Loss_Function_of_Linear_Classifier_and_Optimization
Loss_Function_of_Linear_Classifier_and_Optimization
Multiclass SVM Loss:
Given an example(xi, yi>/sub>) where xi is the image and where yi is the (integer) label, and using the shorthand for the scores vectors: s = f(xi, W), then:
the SVM loss has the form: \(L_i = \sum\limits_{j != y_i} max(0, s_j-s_{y_i}+1)\),
code format:
L_i_vectorized(x, y, W):
scores = W.dot(x)
margins = np.maximun(0, scores - scores[y] + 1)
margins[y] = 0
loss_i = np.sum(margins)
return loss_i
Adding Regularization:
L = \(\frac{1}{N}*\sum\limits_{i = 1}^{N}{\sum\limits_{i != y_i}{max(0, f(x_i; W)_j - f(x_i; W)_{y_i} + 1)}} + \lambda*R(W)\) \((\lambda)\sum\limits_k{\sum\limits_l{W_{k, l}^2}}\)
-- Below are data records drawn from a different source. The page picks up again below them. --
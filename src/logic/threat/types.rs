//! Threat Types
//!
//! Core types for the security report. No detection logic here, only data
//! structures.

use chrono::{DateTime, Utc};
use serde::{Deserialize, Serialize};
use uuid::Uuid;

// ============================================================================
// THREAT TYPE
// ============================================================================

/// What a detection module looks for
#[derive(Debug, Clone, Copy, PartialEq, Eq, Hash, PartialOrd, Ord, Serialize, Deserialize)]
pub enum ThreatType {
    Debugger,
    Root,
    Emulator,
    Tampering,
    Hooks,
    SuspiciousBehavior,
}

impl ThreatType {
    /// All threat types in report order
    pub const ALL: [ThreatType; 6] = [
        ThreatType::Debugger,
        ThreatType::Root,
        ThreatType::Emulator,
        ThreatType::Tampering,
        ThreatType::Hooks,
        ThreatType::SuspiciousBehavior,
    ];

    /// Position of this type inside a report
    pub fn index(&self) -> usize {
        match self {
            ThreatType::Debugger => 0,
            ThreatType::Root => 1,
            ThreatType::Emulator => 2,
            ThreatType::Tampering => 3,
            ThreatType::Hooks => 4,
            ThreatType::SuspiciousBehavior => 5,
        }
    }

    pub fn as_str(&self) -> &'static str {
        match self {
            ThreatType::Debugger => "debugger",
            ThreatType::Root => "root",
            ThreatType::Emulator => "emulator",
            ThreatType::Tampering => "tampering",
            ThreatType::Hooks => "hooks",
            ThreatType::SuspiciousBehavior => "suspicious_behavior",
        }
    }

    pub fn from_str(s: &str) -> Option<Self> {
        Self::ALL
            .into_iter()
            .find(|kind| kind.as_str().eq_ignore_ascii_case(s.trim()))
    }
}

impl std::fmt::Display for ThreatType {
    fn fmt(&self, f: &mut std::fmt::Formatter<'_>) -> std::fmt::Result {
        write!(f, "{}", self.as_str())
    }
}

// ============================================================================
// THREAT SIGNAL
// ============================================================================

/// Verdict of one detection module for one check cycle
#[derive(Debug, Clone, PartialEq, Eq, Serialize, Deserialize)]
pub struct ThreatSignal {
    pub kind: ThreatType,
    pub detected: bool,
    pub evidence: Option<String>,
}

impl ThreatSignal {
    pub fn clean(kind: ThreatType) -> Self {
        Self {
            kind,
            detected: false,
            evidence: None,
        }
    }

    pub fn detected(kind: ThreatType, evidence: impl Into<String>) -> Self {
        Self {
            kind,
            detected: true,
            evidence: Some(evidence.into()),
        }
    }

    /// Module could not produce a verdict
    pub fn failed(kind: ThreatType, detail: impl std::fmt::Display) -> Self {
        Self {
            kind,
            detected: false,
            evidence: Some(format!("check failed: {}", detail)),
        }
    }
}

// ============================================================================
// SECURITY REPORT
// ============================================================================

/// Immutable result of one full check: exactly one signal per `ThreatType`
#[derive(Debug, Clone, PartialEq, Serialize, Deserialize)]
pub struct SecurityReport {
    id: Uuid,
    signals: [ThreatSignal; 6],
    timestamp: DateTime<Utc>,
}

impl SecurityReport {
    /// Build a report by asking `f` for each threat type in order
    pub fn from_fn(mut f: impl FnMut(ThreatType) -> ThreatSignal) -> Self {
        let signals = ThreatType::ALL.map(|kind| {
            let mut signal = f(kind);
            // a signal filed under the wrong type must not shift the layout
            signal.kind = kind;
            signal
        });
        Self {
            id: Uuid::new_v4(),
            signals,
            timestamp: Utc::now(),
        }
    }

    /// Report for a manual trigger: only `kind` is detected
    pub fn single(kind: ThreatType, evidence: impl Into<String>) -> Self {
        let evidence = evidence.into();
        Self::from_fn(|k| {
            if k == kind {
                ThreatSignal::detected(k, evidence.clone())
            } else {
                ThreatSignal::clean(k)
            }
        })
    }

    pub fn id(&self) -> Uuid {
        self.id
    }

    pub fn timestamp(&self) -> DateTime<Utc> {
        self.timestamp
    }

    pub fn signals(&self) -> &[ThreatSignal; 6] {
        &self.signals
    }

    pub fn signal(&self, kind: ThreatType) -> &ThreatSignal {
        &self.signals[kind.index()]
    }

    pub fn is_detected(&self, kind: ThreatType) -> bool {
        self.signal(kind).detected
    }

    pub fn has_threats(&self) -> bool {
        self.signals.iter().any(|s| s.detected)
    }

    pub fn threat_count(&self) -> usize {
        self.signals.iter().filter(|s| s.detected).count()
    }

    pub fn detected_types(&self) -> Vec<ThreatType> {
        self.signals
            .iter()
            .filter(|s| s.detected)
            .map(|s| s.kind)
            .collect()
    }

    /// One-line summary for logs
    pub fn summary(&self) -> String {
        if !self.has_threats() {
            return "clean".to_string();
        }
        self.signals
            .iter()
            .filter(|s| s.detected)
            .map(|s| match &s.evidence {
                Some(evidence) => format!("{} ({})", s.kind, evidence),
                None => s.kind.to_string(),
            })
            .collect::<Vec<_>>()
            .join("; ")
    }
}
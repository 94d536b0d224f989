//! Platform Introspection Module
//!
//! The engine never touches the OS directly. Every primitive fact it needs
//! (tracer status, files, loaded modules, ports, properties...) comes from a
//! `PlatformIntrospectionProvider` supplied by the host.
//!
//! # Components
//! - `linux.rs`: procfs + sysinfo backed provider for Linux hosts
//! - `fake.rs`: scriptable provider for tests and host integration tests
//!
//! Besides reading facts, a provider may harden the process once at engine
//! init (`harden_process`). Failed steps are fed back into the debugger and
//! tamper detectors as evidence.

pub mod fake;
pub mod linux;

pub use fake::{FakeProvider, FakeState};
pub use linux::LinuxProvider;

use serde::{Deserialize, Serialize};
use std::collections::HashMap;
use std::net::IpAddr;

use crate::logic::detection::timing;

// ============================================================================
// ERRORS
// ============================================================================

/// A provider call failed or is not available on this platform
#[derive(Debug, Clone, PartialEq, Eq, thiserror::Error)]
pub enum IntrospectionError {
    #[error("introspection call '{0}' is not supported on this platform")]
    Unsupported(&'static str),

    #[error("introspection call '{call}' failed: {detail}")]
    Failed { call: &'static str, detail: String },
}

impl IntrospectionError {
    pub fn failed(call: &'static str, detail: impl ToString) -> Self {
        Self::Failed {
            call,
            detail: detail.to_string(),
        }
    }

    pub fn is_unsupported(&self) -> bool {
        matches!(self, Self::Unsupported(_))
    }
}

pub type IntrospectionResult<T> = Result<T, IntrospectionError>;

// ============================================================================
// VALUE TYPES
// ============================================================================

/// Process memory footprint
#[derive(Debug, Clone, Copy, Default, PartialEq, Eq, Serialize, Deserialize)]
pub struct MemoryStats {
    pub virtual_kb: u64,
    pub resident_kb: u64,
}

/// Process CPU time in clock ticks
#[derive(Debug, Clone, Copy, Default, PartialEq, Eq, Serialize, Deserialize)]
pub struct CpuTicks {
    pub user_ticks: u64,
    pub kernel_ticks: u64,
}

impl CpuTicks {
    pub fn total(&self) -> u64 {
        self.user_ticks.saturating_add(self.kernel_ticks)
    }
}

/// One mapped region of the process address space
#[derive(Debug, Clone, PartialEq, Eq, Serialize, Deserialize)]
pub struct MemoryRegion {
    /// Permission string as printed by the OS, e.g. `r-xp`
    pub permissions: String,
    pub path: Option<String>,
}

impl MemoryRegion {
    pub fn new(permissions: &str, path: Option<&str>) -> Self {
        Self {
            permissions: permissions.to_string(),
            path: path.map(str::to_string),
        }
    }

    pub fn is_writable_executable(&self) -> bool {
        let bytes = self.permissions.as_bytes();
        bytes.get(1) == Some(&b'w') && bytes.get(2) == Some(&b'x')
    }
}

/// Device telephony identity, as far as the platform exposes it
#[derive(Debug, Clone, Default, PartialEq, Eq, Serialize, Deserialize)]
pub struct TelephonyIdentity {
    pub device_id: Option<String>,
    pub phone_number: Option<String>,
    pub operator_name: Option<String>,
}

/// Instruction set of the inspected code
#[derive(Debug, Clone, Copy, PartialEq, Eq, Serialize, Deserialize)]
pub enum CodeArch {
    X86,
    X86_64,
    Arm,
    Aarch64,
    Other,
}

impl CodeArch {
    /// Architecture this crate was compiled for
    pub fn host() -> Self {
        if cfg!(target_arch = "x86_64") {
            CodeArch::X86_64
        } else if cfg!(target_arch = "x86") {
            CodeArch::X86
        } else if cfg!(target_arch = "aarch64") {
            CodeArch::Aarch64
        } else if cfg!(target_arch = "arm") {
            CodeArch::Arm
        } else {
            CodeArch::Other
        }
    }
}

/// First bytes of a known-good function
#[derive(Debug, Clone, PartialEq, Eq, Serialize, Deserialize)]
pub struct FunctionPrologue {
    pub arch: CodeArch,
    pub bytes: Vec<u8>,
}

// ============================================================================
// HARDENING
// ============================================================================

/// Process no longer dumpable (no core files, no same-uid attach)
pub const HARDEN_DUMPABLE: &str = "prctl_dumpable";
/// Only the process itself may be named as tracer
pub const HARDEN_PTRACER: &str = "prctl_ptracer";

#[derive(Debug, Clone, Copy, PartialEq, Eq, Serialize)]
#[serde(rename_all = "snake_case")]
pub enum HardeningStatus {
    Applied,
    Skipped,
    Failed,
}

/// Outcome of one hardening step
#[derive(Debug, Clone, PartialEq, Eq, Serialize)]
pub struct HardeningStep {
    pub name: &'static str,
    pub status: HardeningStatus,
    pub detail: String,
}

impl HardeningStep {
    pub fn applied(name: &'static str, detail: impl Into<String>) -> Self {
        Self {
            name,
            status: HardeningStatus::Applied,
            detail: detail.into(),
        }
    }

    pub fn skipped(name: &'static str, detail: impl Into<String>) -> Self {
        Self {
            name,
            status: HardeningStatus::Skipped,
            detail: detail.into(),
        }
    }

    pub fn failed(name: &'static str, detail: impl ToString) -> Self {
        Self {
            name,
            status: HardeningStatus::Failed,
            detail: detail.to_string(),
        }
    }
}

#[derive(Debug, Clone, Default, PartialEq, Eq, Serialize)]
pub struct HardeningReport {
    pub steps: Vec<HardeningStep>,
}

impl HardeningReport {
    pub fn has_failures(&self) -> bool {
        self.steps
            .iter()
            .any(|step| step.status == HardeningStatus::Failed)
    }

    pub fn failed_step_names(&self) -> Vec<&'static str> {
        self.steps
            .iter()
            .filter(|step| step.status == HardeningStatus::Failed)
            .map(|step| step.name)
            .collect()
    }

    /// The named step, when it failed
    pub fn failure(&self, name: &str) -> Option<&HardeningStep> {
        self.steps
            .iter()
            .find(|step| step.name == name && step.status == HardeningStatus::Failed)
    }
}

// ============================================================================
// PROVIDER CONTRACT
// ============================================================================

/// Primitive OS-level facts consumed by the detection modules.
///
/// The first block is the core contract every provider implements. The
/// second block is optional: the default implementations report
/// `Unsupported`, which every detector treats as "not detected".
pub trait PlatformIntrospectionProvider: Send + Sync {
    /// Pid of the attached tracer, 0 when none
    fn tracer_status(&self) -> IntrospectionResult<i64>;

    fn file_exists(&self, path: &str) -> IntrospectionResult<bool>;

    fn list_loaded_modules(&self) -> IntrospectionResult<Vec<String>>;

    fn list_running_process_names(&self) -> IntrospectionResult<Vec<String>>;

    /// True when something accepts connections on the local port
    fn probe_local_port(&self, port: u16) -> IntrospectionResult<bool>;

    fn get_system_property(&self, key: &str) -> IntrospectionResult<Option<String>>;

    /// manufacturer / model / hardware / fingerprint / ...
    fn get_build_identifiers(&self) -> IntrospectionResult<HashMap<String, String>>;

    fn get_memory_stats(&self) -> IntrospectionResult<MemoryStats>;

    fn get_cpu_ticks(&self) -> IntrospectionResult<CpuTicks>;

    fn get_last_syscall_name(&self) -> IntrospectionResult<Option<String>> {
        Err(IntrospectionError::Unsupported("get_last_syscall_name"))
    }

    // ------------------------------------------------------------------
    // Optional
    // ------------------------------------------------------------------

    /// Platform "debugger connected" query (managed runtimes)
    fn is_debugger_attached(&self) -> IntrospectionResult<bool> {
        Err(IntrospectionError::Unsupported("is_debugger_attached"))
    }

    fn list_installed_packages(&self) -> IntrospectionResult<Vec<String>> {
        Err(IntrospectionError::Unsupported("list_installed_packages"))
    }

    /// Raw mount table lines (`device mountpoint fstype options ...`)
    fn read_mount_table(&self) -> IntrospectionResult<Vec<String>> {
        Err(IntrospectionError::Unsupported("read_mount_table"))
    }

    fn list_memory_regions(&self) -> IntrospectionResult<Vec<MemoryRegion>> {
        Err(IntrospectionError::Unsupported("list_memory_regions"))
    }

    /// SHA-256 hex fingerprints of the certificates the running binary is signed with
    fn get_signing_fingerprints(&self) -> IntrospectionResult<Vec<String>> {
        Err(IntrospectionError::Unsupported("get_signing_fingerprints"))
    }

    /// Raw bytes of a named critical code segment
    fn read_code_segment(&self, _name: &str) -> IntrospectionResult<Vec<u8>> {
        Err(IntrospectionError::Unsupported("read_code_segment"))
    }

    fn read_function_prologue(&self) -> IntrospectionResult<FunctionPrologue> {
        Err(IntrospectionError::Unsupported("read_function_prologue"))
    }

    /// Ask the OS to stop producing core dumps. `Ok(false)` means the OS refused.
    fn disable_core_dumps(&self) -> IntrospectionResult<bool> {
        Err(IntrospectionError::Unsupported("disable_core_dumps"))
    }

    /// Apply process-wide anti-debug settings. The engine calls this once,
    /// during `init`, and each step reports its own status.
    fn harden_process(&self) -> IntrospectionResult<HardeningReport> {
        Err(IntrospectionError::Unsupported("harden_process"))
    }

    /// Try to attach a tracer to this process. `Ok(true)` means the attach
    /// was refused because another tracer already holds it.
    fn ptrace_attach_denied(&self) -> IntrospectionResult<bool> {
        Err(IntrospectionError::Unsupported("ptrace_attach_denied"))
    }

    fn list_local_addresses(&self) -> IntrospectionResult<Vec<IpAddr>> {
        Err(IntrospectionError::Unsupported("list_local_addresses"))
    }

    fn get_telephony_identity(&self) -> IntrospectionResult<TelephonyIdentity> {
        Err(IntrospectionError::Unsupported("get_telephony_identity"))
    }

    fn get_sensor_count(&self) -> IntrospectionResult<usize> {
        Err(IntrospectionError::Unsupported("get_sensor_count"))
    }

    fn get_cpu_info(&self) -> IntrospectionResult<String> {
        Err(IntrospectionError::Unsupported("get_cpu_info"))
    }

    fn get_environment_variable(&self, _key: &str) -> IntrospectionResult<Option<String>> {
        Err(IntrospectionError::Unsupported("get_environment_variable"))
    }

    /// Durations (ns) of `count` runs of the fixed timing workload
    fn sample_timing(&self, count: usize) -> IntrospectionResult<Vec<u64>> {
        Ok(timing::measure_workload(count))
    }
}

#[cfg(test)]
mod tests {
    use super::*;

    #[test]
    fn test_writable_executable_region() {
        assert!(MemoryRegion::new("rwxp", None).is_writable_executable());
        assert!(!MemoryRegion::new("r-xp", Some("/lib/libc.so")).is_writable_executable());
        assert!(!MemoryRegion::new("rw-p", None).is_writable_executable());
        assert!(!MemoryRegion::new("", None).is_writable_executable());
    }

    #[test]
    fn test_hardening_report_failures() {
        let report = HardeningReport {
            steps: vec![
                HardeningStep::applied(HARDEN_DUMPABLE, "set to 0"),
                HardeningStep::failed(HARDEN_PTRACER, "PR_SET_PTRACER failed: Operation not permitted"),
            ],
        };
        assert!(report.has_failures());
        assert_eq!(report.failed_step_names(), vec![HARDEN_PTRACER]);
        assert!(report.failure(HARDEN_DUMPABLE).is_none());
        assert!(report.failure(HARDEN_PTRACER).unwrap().detail.contains("not permitted"));
        assert!(!HardeningReport::default().has_failures());
    }

    #[test]
    fn test_cpu_ticks_total_saturates() {
        let ticks = CpuTicks { user_ticks: u64::MAX, kernel_ticks: 5 };
        assert_eq!(ticks.total(), u64::MAX);
    }
}
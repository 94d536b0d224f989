//! Detection Modules
//!
//! Six independent evaluators. Each one asks the platform provider for
//! primitive facts and turns them into a single `ThreatSignal`.
//!
//! # Components
//! - `debugger.rs`: tracer pid, platform query, ptrace attach, timing, debug ports, hardening
//! - `root.rs`: su binaries, root managers, writable system mounts, build props
//! - `emulator.rs`: build signatures, emulator files, NAT ranges, telephony (+ scored variant)
//! - `tamper.rs`: signing allow-list, segment hashes, rwx regions, core dumps, breakpoints, hardening
//! - `hook.rs`: instrumentation libraries, framework ports and processes, trampolines
//! - `behavioral.rs`: timing, analysis tools, ports, single-stepping, syscalls, resources (+ scored variant)
//! - `timing.rs`: shared timing statistics
//! - `indicators.rs`: indicator catalogues

pub mod behavioral;
pub mod debugger;
pub mod emulator;
pub mod hook;
pub mod indicators;
pub mod root;
pub mod tamper;
pub mod timing;

pub use behavioral::{BehaviorAssessment, BehaviorCategory, BehaviorIndicator, BehavioralDetector};
pub use debugger::DebuggerDetector;
pub use emulator::{EmulatorAssessment, EmulatorCategory, EmulatorDetector, EmulatorIndicator};
pub use hook::{HookDetector, HookFramework, HookMatch, HookReport, HookSource};
pub use root::RootDetector;
pub use tamper::TamperDetector;
pub use timing::{TimingAnomaly, TimingStats};

use std::any::Any;
use std::panic::{self, AssertUnwindSafe};

use crate::logic::platform::{IntrospectionResult, PlatformIntrospectionProvider};
use crate::logic::threat::{ThreatSignal, ThreatType};

// ============================================================================
// DETECTOR CONTRACT
// ============================================================================

pub trait Detector: Send + Sync {
    fn kind(&self) -> ThreatType;

    /// Run every sub-check against the provider. Provider errors count as
    /// "not detected" for the sub-check that hit them.
    fn evaluate(&self, provider: &dyn PlatformIntrospectionProvider) -> ThreatSignal;
}

/// Run `f`, turning a panic into an error message
pub fn isolate<T>(f: impl FnOnce() -> T) -> Result<T, String> {
    panic::catch_unwind(AssertUnwindSafe(f)).map_err(|payload| panic_message(payload.as_ref()))
}

fn panic_message(payload: &(dyn Any + Send)) -> String {
    if let Some(msg) = payload.downcast_ref::<&str>() {
        (*msg).to_string()
    } else if let Some(msg) = payload.downcast_ref::<String>() {
        msg.clone()
    } else {
        "panic with non-string payload".to_string()
    }
}

/// Evaluate a detector without letting it take the caller down
pub fn guarded_evaluate(
    detector: &dyn Detector,
    provider: &dyn PlatformIntrospectionProvider,
) -> ThreatSignal {
    let kind = detector.kind();
    match isolate(|| detector.evaluate(provider)) {
        Ok(mut signal) => {
            signal.kind = kind;
            if signal.detected {
                log::warn!(
                    "[{}] threat detected: {}",
                    kind,
                    signal.evidence.as_deref().unwrap_or("no evidence")
                );
            }
            signal
        }
        Err(msg) => {
            log::error!("[{}] detector panicked: {}", kind, msg);
            ThreatSignal::failed(kind, format!("detector panicked: {}", msg))
        }
    }
}

// ============================================================================
// FINDINGS
// ============================================================================

/// Collects sub-check results for one evaluation
#[derive(Debug)]
pub(crate) struct Findings {
    kind: ThreatType,
    hits: Vec<String>,
    answered: usize,
    unavailable: Vec<&'static str>,
}

impl Findings {
    pub fn new(kind: ThreatType) -> Self {
        Self {
            kind,
            hits: Vec::new(),
            answered: 0,
            unavailable: Vec::new(),
        }
    }

    /// Unwrap a provider answer, recording the call as unavailable on error
    pub fn check<T>(&mut self, call: &'static str, result: IntrospectionResult<T>) -> Option<T> {
        match result {
            Ok(value) => {
                self.answered += 1;
                Some(value)
            }
            Err(e) => {
                log::debug!("[{}] {}", self.kind, e);
                if !self.unavailable.contains(&call) {
                    self.unavailable.push(call);
                }
                None
            }
        }
    }

    pub fn hit(&mut self, evidence: impl Into<String>) {
        self.hits.push(evidence.into());
    }

    pub fn is_hit(&self) -> bool {
        !self.hits.is_empty()
    }

    pub fn hits(&self) -> &[String] {
        &self.hits
    }

    /// Detected with the first hit as evidence. With no hits and no provider
    /// answer at all, the signal notes which calls were unavailable.
    pub fn into_signal(self) -> ThreatSignal {
        let extra = self.hits.len().saturating_sub(1);
        let mut hits = self.hits.into_iter();
        match hits.next() {
            Some(first) if extra > 0 => {
                ThreatSignal::detected(self.kind, format!("{} (+{} more)", first, extra))
            }
            Some(first) => ThreatSignal::detected(self.kind, first),
            None if self.answered == 0 && !self.unavailable.is_empty() => ThreatSignal::failed(
                self.kind,
                format!("introspection unavailable: {}", self.unavailable.join(", ")),
            ),
            None => ThreatSignal::clean(self.kind),
        }
    }
}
Benefits in initializing parameters:
x = [1 1 1 1]
W1 = [1 0 0 0]
W2 = [0.25 0.25 0.25 0.25]
Without the regularization item, the dot result will be the same ones, while actually W2 is better than W1 as common sense. If the regularization item is added into it, the result won't be the same, so we can classify them.
Other Regularization Methods: Elastic net(L1+L2), Max norm regularization, Dropout.